Behind his head, a helicopter appeared, a long way away, coming from the northwest, moving like a black insect crawling on dirty water. The windows were double-glazed, no sound reached us.
‘I understand he was a close friend of your brother,’ I said.
‘Close?’ A small frown. ‘I don’t know about close. They went to the races, the beach house, a drink after work, that kind of thing. It was before David was married.’ He scratched a cheek. ‘A long time ago.’
The small telephone on the desk buzzed. ‘Excuse me,’ he said. He picked it up. ‘Yes.’
He swivelled his chair. I looked at him in profile, a neat face.

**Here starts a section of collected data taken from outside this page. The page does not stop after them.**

//! Discard workflow tests
//!
//! Tests for the FIFO-by-expiry allocation planner:
//! - Earliest-expiring stock is consumed first
//! - Per-batch contributions are clamped to availability
//! - The plan is all-or-nothing when stock is insufficient

use chrono::NaiveDate;
use proptest::prelude::*;
use rust_decimal::Decimal;
use std::str::FromStr;
use uuid::Uuid;

use shared::{plan_discard, DiscardCandidate, DiscardPlanError};

// Helper to create Decimal from string
fn dec(s: &str) -> Decimal {
    Decimal::from_str(s).unwrap()
}

fn day(y: i32, m: u32, d: u32) -> NaiveDate {
    NaiveDate::from_ymd_opt(y, m, d).unwrap()
}

fn candidate(number: &str, expiry: NaiveDate, available: i64, price: Decimal) -> DiscardCandidate {
    DiscardCandidate {
        batch_id: Uuid::new_v4(),
        batch_number: number.to_string(),
        expiry_date: Some(expiry),
        available,
        price_per_unit: price,
    }
}

// ============================================================================
// Unit Tests
// ============================================================================

#[cfg(test)]
mod unit_tests {
    use super::*;

    #[test]
    fn test_single_batch_partial_discard() {
        // One finalized batch with 100 units at 2.00; discard 30.
        let candidates = vec![candidate("B-001", day(2025, 8, 12), 100, dec("2"))];
        let allocations = plan_discard(&candidates, 30).unwrap();

        assert_eq!(allocations.len(), 1);
        assert_eq!(allocations[0].batch_number, "B-001");
        assert_eq!(allocations[0].quantity, 30);
        assert_eq!(allocations[0].total_value(), dec("60"));
    }

    #[test]
    fn test_earliest_expiry_consumed_first() {
        let candidates = vec![
            candidate("B-LATE", day(2026, 6, 1), 50, dec("1")),
            candidate("B-EARLY", day(2025, 9, 1), 50, dec("1")),
        ];
        let allocations = plan_discard(&candidates, 60).unwrap();

        assert_eq!(allocations.len(), 2);
        assert_eq!(allocations[0].batch_number, "B-EARLY");
        assert_eq!(allocations[0].quantity, 50);
        assert_eq!(allocations[1].batch_number, "B-LATE");
        assert_eq!(allocations[1].quantity, 10);
    }

    #[test]
    fn test_exact_availability_consumed_fully() {
        let candidates = vec![
            candidate("B-1", day(2025, 9, 1), 20, dec("1")),
            candidate("B-2", day(2025, 10, 1), 30, dec("1")),
        ];
        let allocations = plan_discard(&candidates, 50).unwrap();

        let total: i64 = allocations.iter().map(|a| a.quantity).sum();
        assert_eq!(total, 50);
        assert_eq!(allocations.len(), 2);
    }

    #[test]
    fn test_insufficient_stock_fails_whole_plan() {
        let candidates = vec![
            candidate("B-1", day(2025, 9, 1), 20, dec("1")),
            candidate("B-2", day(2025, 10, 1), 30, dec("1")),
        ];
        let err = plan_discard(&candidates, 51).unwrap_err();
        assert_eq!(
            err,
            DiscardPlanError::InsufficientStock {
                requested: 51,
                available: 50
            }
        );
    }

    #[test]
    fn test_no_candidates_is_insufficient() {
        let err = plan_discard(&[], 1).unwrap_err();
        assert_eq!(
            err,
            DiscardPlanError::InsufficientStock {
                requested: 1,
                available: 0
            }
        );
    }

    #[test]
    fn test_zero_quantity_rejected() {
        let candidates = vec![candidate("B-1", day(2025, 9, 1), 20, dec("1"))];
        assert_eq!(
            plan_discard(&candidates, 0).unwrap_err(),
            DiscardPlanError::InvalidQuantity(0)
        );
    }

    #[test]
    fn test_empty_line_items_skipped() {
        // Fully discarded items stay in their batch at zero quantity but
        // contribute nothing to a later discard.
        let candidates = vec![
            candidate("B-EMPTY", day(2025, 8, 1), 0, dec("1")),
            candidate("B-STOCKED", day(2025, 9, 1), 10, dec("1")),
        ];
        let allocations = plan_discard(&candidates, 10).unwrap();
        assert_eq!(allocations.len(), 1);
        assert_eq!(allocations[0].batch_number, "B-STOCKED");
    }

    #[test]
    fn test_tie_on_expiry_breaks_by_batch_number() {
        let expiry = day(2025, 9, 1);
        let candidates = vec![
            candidate("B-2", expiry, 10, dec("1")),
            candidate("B-1", expiry, 10, dec("1")),
        ];
        let allocations = plan_discard(&candidates, 15).unwrap();
        assert_eq!(allocations[0].batch_number, "B-1");
        assert_eq!(allocations[1].batch_number, "B-2");
    }

    #[test]
    fn test_missing_expiry_sorts_last() {
        let mut no_expiry = candidate("B-NODATE", day(2025, 1, 1), 10, dec("1"));
        no_expiry.expiry_date = None;
        let candidates = vec![no_expiry, candidate("B-DATED", day(2026, 1, 1), 10, dec("1"))];

        let allocations = plan_discard(&candidates, 15).unwrap();
        assert_eq!(allocations[0].batch_number, "B-DATED");
        assert_eq!(allocations[1].batch_number, "B-NODATE");
    }

    #[test]
    fn test_allocation_value_uses_batch_price() {
        let candidates = vec![
            candidate("B-CHEAP", day(2025, 9, 1), 10, dec("1.50")),
            candidate("B-DEAR", day(2025, 10, 1), 10, dec("3.00")),
        ];
        let allocations = plan_discard(&candidates, 15).unwrap();
        assert_eq!(allocations[0].total_value(), dec("15.00"));
        assert_eq!(allocations[1].total_value(), dec("15.00"));
    }
}

// ============================================================================
// Property-Based Tests
// ============================================================================

#[cfg(test)]
mod property_tests {
    use super::*;

    fn candidates_strategy() -> impl Strategy<Value = Vec<DiscardCandidate>> {
        prop::collection::vec(
            (0i64..=500, 1i64..=365, 1i64..=10_000),
            1..10,
        )
        .prop_map(|entries| {
            entries
                .into_iter()
                .enumerate()
                .map(|(i, (available, expiry_offset, price_cents))| {
                    candidate(
                        &format!("B-{:03}", i),
                        day(2025, 1, 1) + chrono::Duration::days(expiry_offset),
                        available,
                        Decimal::new(price_cents, 2),
                    )
                })
                .collect()
        })
    }

    proptest! {
        #![proptest_config(ProptestConfig::with_cases(100))]

        /// When stock suffices, allocations sum exactly to the request
        #[test]
        fn prop_allocations_sum_to_request(
            candidates in candidates_strategy(),
            requested in 1i64..=1_000
        ) {
            let available: i64 = candidates.iter().map(|c| c.available).sum();
            match plan_discard(&candidates, requested) {
                Ok(allocations) => {
                    prop_assert!(available >= requested);
                    let total: i64 = allocations.iter().map(|a| a.quantity).sum();
                    prop_assert_eq!(total, requested);
                }
                Err(DiscardPlanError::InsufficientStock { available: reported, .. }) => {
                    prop_assert!(available < requested);
                    prop_assert_eq!(reported, available);
                }
                Err(e) => prop_assert!(false, "unexpected error: {e}"),
            }
        }

        /// No allocation ever exceeds its batch's availability
        #[test]
        fn prop_allocations_clamped(
            candidates in candidates_strategy(),
            requested in 1i64..=1_000
        ) {
            if let Ok(allocations) = plan_discard(&candidates, requested) {
                for allocation in &allocations {
                    let source = candidates
                        .iter()
                        .find(|c| c.batch_number == allocation.batch_number)
                        .unwrap();
                    prop_assert!(allocation.quantity >= 1);
                    prop_assert!(allocation.quantity <= source.available);
                }
            }
        }

        /// At most one allocation per batch
        #[test]
        fn prop_one_allocation_per_batch(
            candidates in candidates_strategy(),
            requested in 1i64..=1_000
        ) {
            if let Ok(allocations) = plan_discard(&candidates, requested) {
                let mut numbers: Vec<&str> =
                    allocations.iter().map(|a| a.batch_number.as_str()).collect();
                numbers.sort_unstable();
                let before = numbers.len();
                numbers.dedup();
                prop_assert_eq!(before, numbers.len());
            }
        }

        /// Allocations come out in expiry order
        #[test]
        fn prop_allocations_expiry_ordered(
            candidates in candidates_strategy(),
            requested in 1i64..=1_000
        ) {
            if let Ok(allocations) = plan_discard(&candidates, requested) {
                for pair in allocations.windows(2) {
                    prop_assert!(pair[0].expiry_date <= pair[1].expiry_date);
                }
            }
        }
    }
}
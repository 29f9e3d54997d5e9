use std::time::Duration;

use crate::error::ConfigError;

const DEFAULT_PORT: u16 = 4011;

/// Process configuration, read once at startup and shared read-only.
#[derive(Debug, Clone, PartialEq, Eq)]
pub struct AdapterConfig {
    /// Origin of the Chat Completions gateway, without trailing slash.
    /// Request paths such as `/v1/chat/completions` are appended verbatim.
    pub upstream_base_url: String,
    /// Credential injected as `Authorization: Bearer ...` on every upstream call.
    pub upstream_api_key: Option<String>,
    pub bind_addr: String,
    /// Overall upstream request timeout. `None` leaves streams unbounded.
    pub http_timeout: Option<Duration>,
    pub no_proxy: bool,
    pub proxy_url: Option<String>,
}

impl AdapterConfig {
    /// Minimal configuration pointing at `upstream_base_url`.
    pub fn new(upstream_base_url: impl Into<String>) -> Self {
        Self {
            upstream_base_url: upstream_base_url.into().trim_end_matches('/').to_string(),
            upstream_api_key: None,
            bind_addr: format!("0.0.0.0:{DEFAULT_PORT}"),
            http_timeout: None,
            no_proxy: false,
            proxy_url: None,
        }
    }

    pub fn with_api_key(mut self, key: impl Into<String>) -> Self {
        self.upstream_api_key = Some(key.into());
        self
    }

    /// Load from the process environment.
    ///
    /// Environment:
    /// - UPSTREAM_BASE_URL | LITELLM_URL      -> upstream origin (required)
    /// - UPSTREAM_API_KEY | LITELLM_KEY       -> upstream bearer credential
    /// - BIND_ADDR                            -> full listen address, wins over PORT
    /// - PORT                                 -> listen port on 0.0.0.0 (default 4011)
    /// - ADAPTER_HTTP_TIMEOUT_SECONDS         -> upstream request timeout (u64)
    /// - ADAPTER_NO_PROXY = 1|true|yes|on     -> disable outbound proxies
    /// - ADAPTER_PROXY_URL                    -> proxy for all schemes
    pub fn from_env() -> Result<Self, ConfigError> {
        Self::from_lookup(|k| std::env::var(k).ok())
    }

    /// Load from an arbitrary key lookup (used by `from_env` and tests).
    pub fn from_lookup<F>(lookup: F) -> Result<Self, ConfigError>
    where
        F: Fn(&str) -> Option<String>,
    {
        let get = |keys: &[&str]| {
            keys.iter()
                .filter_map(|k| lookup(k))
                .map(|v| v.trim().to_string())
                .find(|v| !v.is_empty())
        };

        let base = get(&["UPSTREAM_BASE_URL", "LITELLM_URL"]).ok_or(ConfigError::MissingUpstreamUrl)?;
        let mut cfg = Self::new(base);
        cfg.upstream_api_key = get(&["UPSTREAM_API_KEY", "LITELLM_KEY"]);

        if let Some(addr) = get(&["BIND_ADDR"]) {
            cfg.bind_addr = addr;
        } else if let Some(port) = get(&["PORT"]) {
            let port: u16 = port.parse().map_err(|_| ConfigError::InvalidValue {
                name: "PORT",
                value: port.clone(),
            })?;
            cfg.bind_addr = format!("0.0.0.0:{port}");
        }

        if let Some(secs) = get(&["ADAPTER_HTTP_TIMEOUT_SECONDS"]) {
            let n: u64 = secs.parse().map_err(|_| ConfigError::InvalidValue {
                name: "ADAPTER_HTTP_TIMEOUT_SECONDS",
                value: secs.clone(),
            })?;
            cfg.http_timeout = Some(Duration::from_secs(n));
        }

        cfg.no_proxy = get(&["ADAPTER_NO_PROXY"])
            .map(|v| {
                let v = v.to_ascii_lowercase();
                v == "1" || v == "true" || v == "yes" || v == "on"
            })
            .unwrap_or(false);
        cfg.proxy_url = get(&["ADAPTER_PROXY_URL"]);

        Ok(cfg)
    }

    /// Absolute upstream URL for a request path (which must start with `/`).
    pub fn upstream_url(&self, path_and_query: &str) -> String {
        format!("{}{}", self.upstream_base_url, path_and_query)
    }
}
use std::convert::Infallible;
use std::sync::atomic::{AtomicUsize, Ordering};
use std::sync::{Arc, Mutex};
use std::time::Duration;

use axum::{
    body::{Body, Bytes},
    extract::{Request, State},
    http::{HeaderMap, StatusCode},
    response::{IntoResponse, Response},
    routing::post,
    Router,
};
use futures_util::StreamExt;
use tokio::net::TcpListener;
use tokio::sync::oneshot;

/// What the stub answers on `/v1/chat/completions`.
#[derive(Clone)]
pub enum UpstreamScript {
    /// 200 `text/event-stream`, writing each chunk separately with `gap` between them.
    Stream { chunks: Vec<String>, gap: Duration },
    /// Fixed status and body.
    Fixed {
        status: StatusCode,
        content_type: &'static str,
        body: String,
    },
}

impl UpstreamScript {
    pub fn stream<S: Into<String>>(chunks: impl IntoIterator<Item = S>) -> Self {
        Self::stream_with_gap(chunks, Duration::from_millis(20))
    }

    pub fn stream_with_gap<S: Into<String>>(
        chunks: impl IntoIterator<Item = S>,
        gap: Duration,
    ) -> Self {
        UpstreamScript::Stream {
            chunks: chunks.into_iter().map(Into::into).collect(),
            gap,
        }
    }

    pub fn json(body: serde_json::Value) -> Self {
        UpstreamScript::Fixed {
            status: StatusCode::OK,
            content_type: "application/json",
            body: body.to_string(),
        }
    }

    pub fn status(status: StatusCode, body: &str) -> Self {
        UpstreamScript::Fixed {
            status,
            content_type: "text/plain",
            body: body.to_string(),
        }
    }
}

/// A request as seen by the stub.
#[derive(Clone, Debug)]
pub struct RecordedRequest {
    pub method: String,
    pub path_and_query: String,
    pub headers: HeaderMap,
    pub body: Bytes,
}

impl RecordedRequest {
    pub fn json(&self) -> serde_json::Value {
        serde_json::from_slice(&self.body).expect("recorded body is JSON")
    }

    pub fn header(&self, name: &str) -> Option<String> {
        self.headers
            .get(name)
            .and_then(|v| v.to_str().ok())
            .map(|s| s.to_string())
    }
}

#[derive(Clone)]
struct StubState {
    script: UpstreamScript,
    requests: Arc<Mutex<Vec<RecordedRequest>>>,
    chunks_sent: Arc<AtomicUsize>,
}

/// Chat Completions upstream double bound to an ephemeral port.
///
/// Every other path echoes the request back as JSON with status 200, except
/// `/teapot` which answers 418, and sets `x-upstream: stub`.
pub struct UpstreamStub {
    base_url: String,
    requests: Arc<Mutex<Vec<RecordedRequest>>>,
    chunks_sent: Arc<AtomicUsize>,
    shutdown: Option<oneshot::Sender<()>>,
}

impl UpstreamStub {
    pub async fn start(script: UpstreamScript) -> Self {
        let requests = Arc::new(Mutex::new(Vec::new()));
        let chunks_sent = Arc::new(AtomicUsize::new(0));
        let state = StubState {
            script,
            requests: requests.clone(),
            chunks_sent: chunks_sent.clone(),
        };

        let router = Router::new()
            .route("/v1/chat/completions", post(completions_handler))
            .fallback(echo_handler)
            .with_state(state);

        let listener = TcpListener::bind("127.0.0.1:0")
            .await
            .expect("bind upstream stub");
        let addr = listener.local_addr().expect("upstream stub local addr");
        let (tx, rx) = oneshot::channel::<()>();

        let server = axum::serve(listener, router.into_make_service());
        tokio::spawn(async move {
            tokio::select! {
                res = server => {
                    if let Err(err) = res {
                        eprintln!("Upstream stub server error: {err:?}");
                    }
                }
                _ = rx => {}
            }
        });

        UpstreamStub {
            base_url: format!("http://{}", addr),
            requests,
            chunks_sent,
            shutdown: Some(tx),
        }
    }

    pub fn url(&self) -> String {
        self.base_url.clone()
    }

    pub fn requests(&self) -> Vec<RecordedRequest> {
        self.requests.lock().expect("lock stub requests").clone()
    }

    /// Streamed chunks the stub's body has been polled for so far.
    pub fn chunks_sent(&self) -> usize {
        self.chunks_sent.load(Ordering::SeqCst)
    }
}

impl Drop for UpstreamStub {
    fn drop(&mut self) {
        if let Some(tx) = self.shutdown.take() {
            let _ = tx.send(());
        }
    }
}

async fn record(state: &StubState, req: Request) -> RecordedRequest {
    let (parts, body) = req.into_parts();
    let body = axum::body::to_bytes(body, usize::MAX)
        .await
        .unwrap_or_default();
    let recorded = RecordedRequest {
        method: parts.method.to_string(),
        path_and_query: parts
            .uri
            .path_and_query()
            .map(|pq| pq.to_string())
            .unwrap_or_default(),
        headers: parts.headers,
        body,
    };
    state
        .requests
        .lock()
        .expect("lock stub requests")
        .push(recorded.clone());
    recorded
}

async fn completions_handler(State(state): State<StubState>, req: Request) -> Response {
    record(&state, req).await;
    match state.script.clone() {
        UpstreamScript::Stream { chunks, gap } => {
            let sent = state.chunks_sent.clone();
            let body = futures_util::stream::iter(chunks).then(move |c| {
                let sent = sent.clone();
                async move {
                    tokio::time::sleep(gap).await;
                    sent.fetch_add(1, Ordering::SeqCst);
                    Ok::<_, Infallible>(Bytes::from(c))
                }
            });
            Response::builder()
                .status(StatusCode::OK)
                .header("content-type", "text/event-stream")
                .body(Body::from_stream(body))
                .expect("stream response")
        }
        UpstreamScript::Fixed {
            status,
            content_type,
            body,
        } => (status, [("content-type", content_type)], body).into_response(),
    }
}

async fn echo_handler(State(state): State<StubState>, req: Request) -> Response {
    let recorded = record(&state, req).await;
    let status = if recorded.path_and_query.starts_with("/teapot") {
        StatusCode::IM_A_TEAPOT
    } else {
        StatusCode::OK
    };
    let body = serde_json::json!({
        "method": recorded.method,
        "path": recorded.path_and_query,
        "authorization": recorded.header("authorization"),
        "client_header": recorded.header("x-client-header"),
        "body": String::from_utf8_lossy(&recorded.body),
    });
    (
        status,
        [("content-type", "application/json"), ("x-upstream", "stub")],
        body.to_string(),
    )
        .into_response()
}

‘Bruce,’ he said. ‘Thanks for calling. Yes. Sometime soon, can you do that? Monday would be excellent, fine. Yes, it is that matter. And there’s another small thing. Good. Yes. Wait to hear from you. Thank you, Bruce, I appreciate this.’
He turned back to me.
‘The impossible question,’ I said. ‘It would help our thinking.’
‘This is a headkicking industry, Mr Irish,’ he said, ‘but I haven’t heard of many developers murdered just for being developers. Is that an answer?’
‘Thank you,’ I said. ‘What kind of work did Mickey do when he was with you?’
‘Anything my father gave him to do. For a year or so. Then it was dealing with the contractors, mostly. That’s more than a full-time job, it’s actually more than a job, it’s a preparation for hell. That can lead people into doing silly things.’
‘Such as?’
He was looking at his fingernails. ‘Well, I suppose you know this royal commission into the building industry has heard some allegations about cash payments, that sort of thing, that go back to Mickey’s day.’
‘Mickey was involved?’
‘Involved? If he was involved, we were involved. And we weren’t. No, I’m saying it’s possible he knew more about what the contractors were doing than he ever told us. Told my dad, that is. I had nothing to do with Mickey, he didn’t report to me.’
His phone rang. He said a few polite words, replaced the tiny handset.
‘Anyway,’ he said, ‘I’m sorry Mickey’s not available to tell the commission what he knew about those days. Needless to say, the contractors won’t share that view.’
‘The commission was going to call Mickey?’
A shrug. ‘No idea. Probably not. I’m just saying that we’d have been happy to have Mickey alive to testify if required. Anyway, I’m not bagging Mickey. He could get things done. He was good with people then.’
‘He lost that gift?’
‘Some people are good intermediaries, good at negotiating on behalf of others. When they represent themselves, they’re less good.’
‘Have you heard anything about his behaviour in the weeks before his death?’
‘Only that he’d been acting… erratically.’
‘Why would that be?’
A shrug. ‘The problems with the project, I suppose. Possibly added to by a bit of chemical dependence. That’s what I heard.’
‘Before he joined you, what did he do?’
A look of thought. ‘I don’t know. My father took him on, someone recommended him. He had part of an engineering degree, he dropped out of uni. Queensland. He came from Brisbane.’
‘The crown’s case is that Mickey owned the weapon that killed him,’ I said. ‘Does it surprise you that he would have a gun?’
Massiani waved a hand. ‘People have guns,’ he said. ‘Some people feel a need to have something to protect themselves with.’
‘Did he marry Corin Sleeman while he was working for MassiBild?’
‘After he left.’
I had run out of questions. I got up. ‘I’m grateful for your time.’
‘I hope the Longmore woman gets off,’ he said. ‘If she didn’t do it. One of Australia’s finest families.’
An edge revealed, the micro-bevel on a blade.
Without consideration I said, ‘Mickey’s talent with people, that seems to have extended to his sex life.’
I thought I saw something in Massiani’s eyes, as one registers the faintest cloud shadow on a bright day. He rose, shorter than I’d expected, and came around the desk.
‘My father had a saying,’ he said, ‘to the effect that when it comes to men, some women have a connection missing between the head and the body.’
‘That sounds like a piece of ancient wisdom,’ I said. ‘Where did the Massianis come from?’
He offered his thin, unworked hand. ‘Corsica. We’re wogs. You’ll know the term.’
Steve Massiani opened the door for me. I said goodbye and walked down the corridor. The woman behind the desk said, Goodbye, Mr Irish. The lift slid me to the ground floor, a slick, silent, hurtling passage.